A system for analyzing nanoparticle performance is illustrated in Fig. 6, and a Quizix pump was used to inject fluids at very low rates. The operating rate was set to 0.5 mL/h in this study to properly simulate the laminar flow of fluids in a porous medium. A camera was set at the top of the micromodel to take pictures of the micromodel and variations in saturations and phase displacement at specific time intervals (every 1 min). Oil recovery rate and production mechanisms were inferred from the image analysis. The amount of available oil (residual oil) in the micromodel was calculated using ImageJ software. As the volume of empty areas (Vp) was easily obtained, the oil recovery factor was calculated from the following equation:
$$f = \frac{{V_{\text{extracted}} }}{{V_{\text{T}} }} = \frac{{V_{\text{T}} - V_{\text{residual oil}} }}{{V_{\text{T}} }}$$
where f is the oil recovery factor; Vextracted is the volume of oil extracted from the micromodel after flooding; Vresidual oil is the volume of oil trapped in the micromodel after flooding; and VT is the total volume of oil contained in pores and throats in the event that the micromodel is saturated with oil.
Fig. 6

Schematic view of the glass micromodel setup (Kazemzadeh et al. 2015)

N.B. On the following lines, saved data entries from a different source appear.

use std::path::PathBuf;

use serde::{Deserialize, Serialize};

/// Conversation history persistence.
#[derive(Debug, Clone, Serialize, Deserialize)]
pub struct StoreConfig {
    /// Append-only JSONL file holding the conversation.
    #[serde(default = "d_path")]
    pub path: PathBuf,
}

impl Default for StoreConfig {
    fn default() -> Self {
        Self { path: d_path() }
    }
}

fn d_path() -> PathBuf {
    PathBuf::from("./data/conversation.jsonl")
}
use serde::{Deserialize, Serialize};

/// A chat message sent to the inference backend.
#[derive(Debug, Clone, PartialEq, Eq, Serialize, Deserialize)]
pub struct Message {
    pub role: Role,
    pub content: String,
}

impl Message {
    pub fn system(content: impl Into<String>) -> Self {
        Self {
            role: Role::System,
            content: content.into(),
        }
    }

    pub fn user(content: impl Into<String>) -> Self {
        Self {
            role: Role::User,
            content: content.into(),
        }
    }

    pub fn assistant(content: impl Into<String>) -> Self {
        Self {
            role: Role::Assistant,
            content: content.into(),
        }
    }
}

#[derive(Debug, Clone, Copy, PartialEq, Eq, Serialize, Deserialize)]
#[serde(rename_all = "lowercase")]
pub enum Role {
    System,
    User,
    Assistant,
}

impl Role {
    pub fn as_str(self) -> &'static str {
        match self {
            Role::System => "system",
            Role::User => "user",
            Role::Assistant => "assistant",
        }
    }
}

/// One persisted exchange: the user's message and the assistant's answer.
#[derive(Debug, Clone, PartialEq, Eq, Serialize, Deserialize)]
pub struct Turn {
    pub user: String,
    pub assistant: String,
}

impl Turn {
    pub fn new(user: impl Into<String>, assistant: impl Into<String>) -> Self {
        Self {
            user: user.into(),
            assistant: assistant.into(),
        }
    }
}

The pendant drop method was adopted to measure the contact angle between glass and oil and hence wettability alterations (Fig. 7).
Fig. 7

Pendant drop method used for wettability assessment

2.7 Method

All the methods for analyzing the processes of fluid injection into reservoirs are similar as follows:
  1. (1)

    The micromodel was first rinsed with acetone and distilled water, and its surface was then altered to oil wet with 0.018 M stearic acid and normal heptane.

     
  2. (2)

    Formation water was injected into the micromodel at a rate of 0.5 mL/h. A total of 2 PV formation water was injected into the micromodel.

     
  3. (3)

    Oil was injected at a rate of 0.5 mL/h to saturate the micromodel.

     
  4. (4)
    The displacing fluids (Table 6) were injected at a rate of 0.5 mL/h, and the displacing and displaced phases were imaged in this stage. The recovery coefficient and EOR mechanisms were analyzed afterward. It is worth noting that these nanofluids were prepared with seawater.
    Table 6

    Displacing fluids used in displacement experiments

    Displacing fluid

    Nanoparticle concentration, wt%

    Viscosity, cP

    Seawater

    1.09

    SiO2 nanofluids

    0.1

    1.17

    Fe3O4 nanofluids

    0.1

    1.15

    Fe3O4/SiO2 nanofluids

    0.1

    1.19

     

3 Results and discussion

As explained earlier in Sect. 2.7, the micromodel was first saturated with formation water, and then, crude oil was subsequently injected at a flow rate of 0.5 mL/h. The image of the oil-saturated micromodel is presented in Fig. 8. The black, white and brown colors represent oil, water and emulsion, respectively.
Fig. 8

Oil-saturated micromodel showing the remaining water (white color) after oil injection

As it can be seen in Fig. 8, the micromodel was saturated with oil and a little formation water, i.e., connate water, was trapped and remained in pores and throats.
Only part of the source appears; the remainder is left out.